The fact that the indictment is a tome 3,500 pages long is aimed at "drowning out the most simple fact: That not the slightest shadow of a crime was committed," he added.

But Russia's prosecutor general Yuri Chaika has described the new charges as "particularly grave crimes".

"I am sure that the proof that has been assembled means that there can be no doubt about the guilt of Khodorkovsky and Lebedev," he said in a newspaper interview last month.

Khodorkovsky's critics argue that he is criminally responsible for the methods he used to take advantage of the bargain-price sell-off of Russia's natural resources by the state in the 1990s.

His prolonged detention has never aroused much concern on the part of ordinary Russians, with polls consistently showing that a majority of people have no sympathy with him.

But his supporters and activists have long alleged the arrest was instigated by then president Vladimir Putin and the so-called "Siloviki" group of powerful ex-intelligence agents led by his right-hand-man, Igor Sechin.

The tycoon had irritated the Kremlin by openly funding opposition parties such as the liberal Yabloko faction in the run-up to 2003 parliamentary elections.

Putin handed the presidency over to Medvedev in May but is widely seen to continue pulling the strings in his post as a powerful prime minister, with Sechin as one of his deputies.

There has been talk that Medvedev -- a lawyer by trade who has vowed to end "judicial nihilism" in Russia -- would be prepared to take a softer line than his predecessor in the Kremlin.

A wave of intrigue over Medvedev's attitude to rights was created when he held a surprise Kremlin meeting with the editor of the bitterly critical Novaya Gazeta newspaper after one of its journalists was gunned down in Moscow.

"The result of the trial will give a very clear signal about how power is divided at the very top," said independent political analyst Dmitry Oreshkin, who is also a member of Medvedev's human rights council.

"The trial was initiated by Sechin and the Siloviki.

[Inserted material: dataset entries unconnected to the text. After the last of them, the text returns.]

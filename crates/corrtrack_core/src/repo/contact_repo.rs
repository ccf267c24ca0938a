//! Contact repository contract and SQLite implementation.
//!
//! # Responsibility
//! - Provide create/get/list/update over the `contacts` table.
//!
//! # Invariants
//! - Creation goes through `NewContact::normalized()`.
//! - Listing is ordered by id ascending.
//! - No delete path exists.

use crate::model::contact::{Contact, ContactId, ContactUpdate, NewContact};
use crate::repo::error::{RepoError, RepoResult};
use rusqlite::{params, Connection, OptionalExtension, Row};

const CONTACT_SELECT_SQL: &str = "SELECT
    id,
    name,
    email,
    phone,
    preferred_channel,
    notes
FROM contacts";

/// Repository interface for contact records.
pub trait ContactRepository {
    fn create_contact(&self, contact: NewContact) -> RepoResult<Contact>;
    fn get_contact(&self, id: ContactId) -> RepoResult<Option<Contact>>;
    fn list_contacts(&self) -> RepoResult<Vec<Contact>>;
    fn update_contact(&self, id: ContactId, update: &ContactUpdate) -> RepoResult<Contact>;
}

/// SQLite-backed contact repository.
#[derive(Clone, Copy)]
pub struct SqliteContactRepository<'conn> {
    conn: &'conn Connection,
}

impl<'conn> SqliteContactRepository<'conn> {
    /// Wraps a migrated connection from `db::open_db*`.
    pub fn new(conn: &'conn Connection) -> Self {
        Self { conn }
    }
}

impl ContactRepository for SqliteContactRepository<'_> {
    fn create_contact(&self, contact: NewContact) -> RepoResult<Contact> {
        let contact = contact.normalized()?;

        self.conn.execute(
            "INSERT INTO contacts (name, email, phone, preferred_channel, notes)
             VALUES (?1, ?2, ?3, ?4, ?5);",
            params![
                contact.name.as_str(),
                contact.email.as_deref(),
                contact.phone.as_deref(),
                contact.preferred_channel.as_deref(),
                contact.notes.as_deref(),
            ],
        )?;

        Ok(Contact {
            id: self.conn.last_insert_rowid(),
            name: contact.name,
            email: contact.email,
            phone: contact.phone,
            preferred_channel: contact.preferred_channel,
            notes: contact.notes,
        })
    }

    fn get_contact(&self, id: ContactId) -> RepoResult<Option<Contact>> {
        let contact = self
            .conn
            .query_row(
                &format!("{CONTACT_SELECT_SQL} WHERE id = ?1;"),
                [id],
                parse_contact_row,
            )
            .optional()?;
        Ok(contact)
    }

    fn list_contacts(&self) -> RepoResult<Vec<Contact>> {
        let mut stmt = self
            .conn
            .prepare(&format!("{CONTACT_SELECT_SQL} ORDER BY id ASC;"))?;
        let contacts = stmt
            .query_map([], parse_contact_row)?
            .collect::<Result<Vec<_>, _>>()?;
        Ok(contacts)
    }

    fn update_contact(&self, id: ContactId, update: &ContactUpdate) -> RepoResult<Contact> {
        let mut contact = self
            .get_contact(id)?
            .ok_or(RepoError::ContactNotFound(id))?;
        if update.is_empty() {
            return Ok(contact);
        }

        update.apply_to(&mut contact);
        self.conn.execute(
            "UPDATE contacts
             SET
                email = ?2,
                phone = ?3,
                preferred_channel = ?4,
                notes = ?5
             WHERE id = ?1;",
            params![
                id,
                contact.email.as_deref(),
                contact.phone.as_deref(),
                contact.preferred_channel.as_deref(),
                contact.notes.as_deref(),
            ],
        )?;

        Ok(contact)
    }
}

fn parse_contact_row(row: &Row<'_>) -> rusqlite::Result<Contact> {
    Ok(Contact {
        id: row.get("id")?,
        name: row.get("name")?,
        email: row.get("email")?,
        phone: row.get("phone")?,
        preferred_channel: row.get("preferred_channel")?,
        notes: row.get("notes")?,
    })
}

For them, it would show weakness if Khodorkovsky was allowed to leave jail."

Former prime minister and opposition leader Mikhail Kasyanov described the new trial as a "legal absurdity", adding that it was an answer for those who had "predicted a thaw and urged support for the new 'liberal' president."

Meanwhile, pro-Kremlin political analyst and ruling party lawmaker Sergei Markov openly acknowledged the authorities' dislike of Khodorkovsky and desire that he stays locked away.

"Khodorkovsky must stay in prison for 1,000 years because he never hid that he wanted to control parliament. He has not gained in wisdom and his money continues to work against the Kremlin," he added.

His fate "will be settled jointly by Putin and Medvedev. A decision in his favour will be a signal of a split within the tandem."